— What this task involves —
The expected result is the material below, reproduced exactly from its first line through the line containing "goes out as".

— Excerpted records —
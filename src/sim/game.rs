//! Game session orchestration
//!
//! [`GameSession`] owns the session record, the power-up spawner, the
//! challenge engine and the leaderboard, and drives the menu → active →
//! game over / win → menu lifecycle. Everything it reports goes out as
//! [`GameEvent`]s drained by the host.

use super::challenge::{ChallengeEngine, ChallengeOutcome};
use super::effects::SessionEffects;
use super::powerups::PowerUpSpawner;
use super::session::Session;
use super::state::{
    GameEvent, GameMode, PowerUpId, PowerUpKind, RemovalReason, Screen, SessionPhase,
};
use crate::audio::SoundEffect;
use crate::leaderboard::LeaderboardStore;
use crate::tuning::Tuning;

/// One player's game: all session-scoped state plus the score store
#[derive(Debug)]
pub struct GameSession {
    tuning: Tuning,
    session: Session,
    spawner: PowerUpSpawner,
    challenge: ChallengeEngine,
    leaderboard: LeaderboardStore,
}

impl GameSession {
    /// `seed` drives every random draw (spawn kind and slot)
    pub fn new(tuning: Tuning, leaderboard: LeaderboardStore, seed: u64) -> Self {
        let mut session = Session::new(&tuning);
        session.emit(GameEvent::ScreenChanged(Screen::MainMenu));
        Self {
            spawner: PowerUpSpawner::new(&tuning, seed),
            challenge: ChallengeEngine::new(&tuning),
            session,
            leaderboard,
            tuning,
        }
    }

    pub fn tuning(&self) -> &Tuning {
        &self.tuning
    }

    pub fn session(&self) -> &Session {
        &self.session
    }

    pub fn spawner(&self) -> &PowerUpSpawner {
        &self.spawner
    }

    pub fn challenge(&self) -> &ChallengeEngine {
        &self.challenge
    }

    pub fn leaderboard(&self) -> &LeaderboardStore {
        &self.leaderboard
    }

    pub fn phase(&self) -> SessionPhase {
        self.session.phase()
    }

    pub fn mode(&self) -> GameMode {
        self.session.mode()
    }

    pub fn is_active(&self) -> bool {
        self.session.is_active()
    }

    pub fn now(&self) -> f32 {
        self.session.now()
    }

    pub fn time_remaining(&self) -> f32 {
        self.session.time_remaining()
    }

    pub fn goal(&self) -> u32 {
        self.session.goal()
    }

    pub fn total_taps(&self) -> u32 {
        self.session.total_taps()
    }

    pub fn tap_multiplier(&self) -> u32 {
        self.session.tap_multiplier()
    }

    pub fn is_frozen(&self) -> bool {
        self.session.is_frozen()
    }

    /// Take everything reported since the last drain
    pub fn drain_events(&mut self) -> Vec<GameEvent> {
        self.session.drain_events()
    }

    // === Lifecycle ===

    /// Fresh run in `mode`, whatever state we were in
    pub fn start_game(&mut self, mode: GameMode) {
        self.begin(mode);
    }

    /// Fresh run in the current mode
    pub fn restart_game(&mut self) {
        self.begin(self.session.mode());
    }

    fn begin(&mut self, mode: GameMode) {
        // Clock rebase first; the challenge baseline and spawner reset use it
        self.session.reset(mode, &self.tuning);
        self.challenge.reset(&mut self.session, &mut self.spawner);
        self.session.set_phase(SessionPhase::Active);

        if mode == GameMode::Race {
            let goal = self.session.overall_goal();
            self.session.emit(GameEvent::OverallGoalShown { goal });
        }
        self.session.emit(GameEvent::ScreenChanged(Screen::Gameplay));
        log::info!("{:?} run started", mode);
    }

    /// Run lost (clock out or challenge failed). No-op unless active.
    pub fn game_over(&mut self) {
        if !self.is_active() {
            return;
        }
        self.session.set_phase(SessionPhase::GameOver);
        self.session.emit(GameEvent::ScreenChanged(Screen::GameOver));
        self.session.emit(GameEvent::PlaySound(SoundEffect::GameOver));
        self.spawner.hide_all(&mut self.session);

        log::info!(
            "Game over: {} taps, goal {}",
            self.session.total_taps(),
            self.session.goal()
        );
        self.report_score();
    }

    /// Race goal reached. No-op in Endless mode or unless active.
    pub fn win_game(&mut self) {
        if !self.is_active() || self.session.mode() == GameMode::Endless {
            return;
        }
        self.session.set_phase(SessionPhase::Won);
        self.session.emit(GameEvent::ScreenChanged(Screen::Win));
        self.session.emit(GameEvent::PlaySound(SoundEffect::Win));
        self.spawner.hide_all(&mut self.session);

        log::info!("Race won at goal {}", self.session.goal());
        self.report_score();
    }

    /// Full reset and back to the menu, from any state
    pub fn back_to_main_menu(&mut self) {
        self.session.set_phase(SessionPhase::Menu);
        self.session.reset(self.session.mode(), &self.tuning);
        self.challenge.reset(&mut self.session, &mut self.spawner);
        self.session.emit(GameEvent::ScreenChanged(Screen::MainMenu));
        log::info!("Back to main menu");
    }

    fn report_score(&mut self) {
        let mode = self.session.mode();
        let score = match mode {
            GameMode::Endless => self.session.total_taps(),
            GameMode::Race => self.session.goal(),
        };
        let rank = self.leaderboard.save_score(mode, score);
        self.session
            .emit(GameEvent::ScoreSaved { mode, score, rank });
    }

    // === Input ===

    /// One tap on the main button. Ignored unless active.
    pub fn on_tap(&mut self) {
        if !self.is_active() {
            return;
        }
        self.session.emit(GameEvent::PlaySound(SoundEffect::Tap));
        let total = self.session.register_tap();

        if total >= self.session.goal() {
            self.level_up();
        }
        if self.session.mode() == GameMode::Race && total >= self.session.overall_goal() {
            self.win_game();
        }

        if self.session.mode() == GameMode::Endless && self.is_active() {
            if self.challenge.is_active() {
                self.challenge.on_tap(&mut self.session, &mut self.spawner);
            } else {
                // Tap-count trigger fires on the tap that crosses the interval
                self.challenge
                    .check_trigger(&mut self.session, &mut self.spawner);
            }
        }
    }

    /// Raise the goal, roll for a power-up, and add time in Endless mode
    pub fn level_up(&mut self) {
        if !self.is_active() {
            return;
        }
        self.session.raise_goal(self.tuning.level_goal_step);
        self.session
            .emit(GameEvent::PlaySound(SoundEffect::LevelUp));

        if !self.challenge.is_active() {
            self.spawner.try_spawn(&mut self.session);
        }
        if self.session.mode() == GameMode::Endless {
            self.session.add_time(self.tuning.endless_level_bonus);
        }
    }

    /// Player tapped a power-up
    pub fn press_power_up(&mut self, id: PowerUpId) -> bool {
        if !self.is_active() {
            return false;
        }
        self.spawner.interact(id, &mut self.session)
    }

    // === Power-up control ===

    /// Random spawn attempt, as after a level-up. Ignored unless active.
    pub fn try_spawn_power_up(&mut self) -> Option<PowerUpId> {
        if !self.is_active() {
            return None;
        }
        self.spawner.try_spawn(&mut self.session)
    }

    /// Place a specific kind, skipping the random draw (debug/testing)
    pub fn spawn_power_up(&mut self, kind: PowerUpKind) -> Option<PowerUpId> {
        if !self.is_active() {
            return None;
        }
        self.spawner.spawn(kind, &mut self.session)
    }

    pub fn remove_power_up(&mut self, id: PowerUpId) -> bool {
        self.spawner
            .remove_power_up(id, RemovalReason::Cleared, &mut self.session)
    }

    pub fn hide_all_power_ups(&mut self) {
        self.spawner.hide_all(&mut self.session);
    }

    // === Timer control ===

    /// Freeze for `duration` seconds, replacing any pending unfreeze
    pub fn freeze_timer(&mut self, duration: f32) {
        self.session.freeze_timer(Some(duration));
    }

    pub fn unfreeze_timer(&mut self) {
        self.session.unfreeze_timer();
    }

    pub fn reduce_timer(&mut self, amount: f32) {
        self.session.reduce_timer(amount);
    }

    pub fn add_time(&mut self, amount: f32) {
        self.session.add_time(amount);
    }

    // === Frame step ===

    /// Advance by `dt` seconds: scheduled effects, then timer decay, then the
    /// challenge trigger/countdown
    pub fn update(&mut self, dt: f32) {
        self.session.advance_clock(dt);
        self.spawner.update(&mut self.session);

        if self.session.decay(dt) {
            self.game_over();
        }

        if self.is_active() {
            let outcome = self
                .challenge
                .update(dt, &mut self.session, &mut self.spawner);
            if outcome == Some(ChallengeOutcome::Failed) {
                self.game_over();
            }
        }
    }
}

— Answer —
filename src/sim/game.rs
//! Game session orchestration
//!
//! [`GameSession`] owns the session record, the power-up spawner, the
//! challenge engine and the leaderboard, and drives the menu → active →
//! game over / win → menu lifecycle. Everything it reports goes out as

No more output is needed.